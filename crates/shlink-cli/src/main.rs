//! Shlink CLI - keys, request signing, configuration and a guided demo for
//! the link-sharing core.

#![deny(unsafe_code)]
#![deny(missing_docs)]
#![deny(clippy::all)]
#![warn(unreachable_pub)]
#![deny(clippy::unwrap_used)]
#![cfg_attr(test, allow(clippy::unwrap_used))]

use std::path::PathBuf;

use anyhow::Result;
use clap::{Parser, Subcommand};
use shlink_telemetry::{LogConfig, LogFormat};

mod commands;
mod home;
mod theme;

use commands::{config, demo, keys, sign};
use home::ShlinkHome;

/// Shlink - capability links for health data
#[derive(Parser)]
#[command(name = "shlink")]
#[command(author, version, about, long_about = None)]
struct Cli {
    /// Enable verbose output
    #[arg(short, long, global = true)]
    verbose: bool,

    /// Path to an additional configuration file
    #[arg(short, long, global = true, env = "SHLINK_CONFIG")]
    config: Option<PathBuf>,

    /// Signing key file (defaults to ~/.shlink/keys/client.key)
    #[arg(long, global = true)]
    key: Option<PathBuf>,

    #[command(subcommand)]
    command: Commands,
}

#[derive(Subcommand)]
enum Commands {
    /// Manage the client signing key
    Keys {
        #[command(subcommand)]
        command: KeyCommands,
    },

    /// Sign a request and print its headers and body
    Sign {
        /// HTTP method
        method: String,
        /// Full request URL
        url: String,
        /// JSON body (ignored for GET, HEAD and OPTIONS)
        #[arg(short, long)]
        body: Option<String>,
        /// Access token to present and bind
        #[arg(short, long)]
        token: Option<String>,
        /// Print as JSON
        #[arg(long)]
        json: bool,
    },

    /// View configuration
    Config {
        #[command(subcommand)]
        command: ConfigCommands,
    },

    /// Walk through initialize, share, claim and read in-process
    Demo {
        /// How many recipients try to claim
        #[arg(long, default_value = "3")]
        claimants: u32,
        /// Claim limit for the shared link
        #[arg(long, default_value = "2")]
        claim_limit: u32,
        /// Protect the link with a PIN
        #[arg(long)]
        pin: Option<String>,
        /// FHIR bundle (JSON) to serve instead of the built-in sample
        #[arg(long)]
        bundle: Option<PathBuf>,
        /// File to share; its name selects the bundle entries
        #[arg(long, default_value = "glucose.json")]
        file: String,
    },
}

#[derive(Subcommand)]
enum KeyCommands {
    /// Show the current key (thumbprint and public key)
    Show,
    /// Generate a new key (prompts if one already exists)
    Generate {
        /// Force overwrite without confirmation
        #[arg(long)]
        force: bool,
    },
}

#[derive(Subcommand)]
enum ConfigCommands {
    /// Show resolved configuration with source annotations
    Show {
        /// Output format (toml or json)
        #[arg(short, long, default_value = "toml")]
        format: String,
        /// Show only a specific section (e.g. tokens, links, logging)
        #[arg(short, long)]
        section: Option<String>,
    },
    /// Show config file paths being checked
    Paths,
}

#[tokio::main]
async fn main() -> Result<()> {
    let cli = Cli::parse();
    let home = ShlinkHome::resolve()?;

    let resolved = shlink_config::Config::load_with_home(cli.config.as_deref(), home.root());

    // Set up logging from config, with --verbose override.
    let log_config = match resolved.as_ref().map(|r| LogConfig::try_from(&r.config.logging)) {
        Ok(Ok(mut lc)) => {
            if cli.verbose {
                "debug".clone_into(&mut lc.level);
            }
            lc
        },
        _ => {
            let level = if cli.verbose { "debug" } else { "info" };
            LogConfig::new(level).with_format(LogFormat::Compact)
        },
    };
    if let Err(e) = shlink_telemetry::setup_logging(&log_config) {
        eprintln!("Failed to initialize logging: {e}");
    }

    let key_path = cli.key.clone().unwrap_or_else(|| home.key_path());

    match cli.command {
        Commands::Keys { command } => match command {
            KeyCommands::Show => keys::show_key(&key_path)?,
            KeyCommands::Generate { force } => keys::generate_key(&key_path, force)?,
        },
        Commands::Sign {
            method,
            url,
            body,
            token,
            json,
        } => {
            let args = sign::SignArgs {
                method: &method,
                url: &url,
                body: body.as_deref(),
                token: token.as_deref(),
            };
            sign::run_sign(&key_path, &args, json)?;
        },
        Commands::Config { command } => match command {
            ConfigCommands::Show { format, section } => {
                config::show_config(&home, cli.config.as_deref(), &format, section.as_deref())?;
            },
            ConfigCommands::Paths => config::show_paths(&home, cli.config.as_deref()),
        },
        Commands::Demo {
            claimants,
            claim_limit,
            pin,
            bundle,
            file,
        } => {
            let cfg = resolved?.config;
            let options = demo::DemoOptions {
                claimants,
                claim_limit,
                pin,
                bundle,
                file,
            };
            demo::run_demo(&cfg, &options).await?;
        },
    }

    Ok(())
}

________

_Work to complete_:
Please copy every line in the entries where "global" appears.

_Task response_:
    #[arg(short, long, global = true)]
    #[arg(short, long, global = true, env = "SHLINK_CONFIG")]
    #[arg(long, global = true)]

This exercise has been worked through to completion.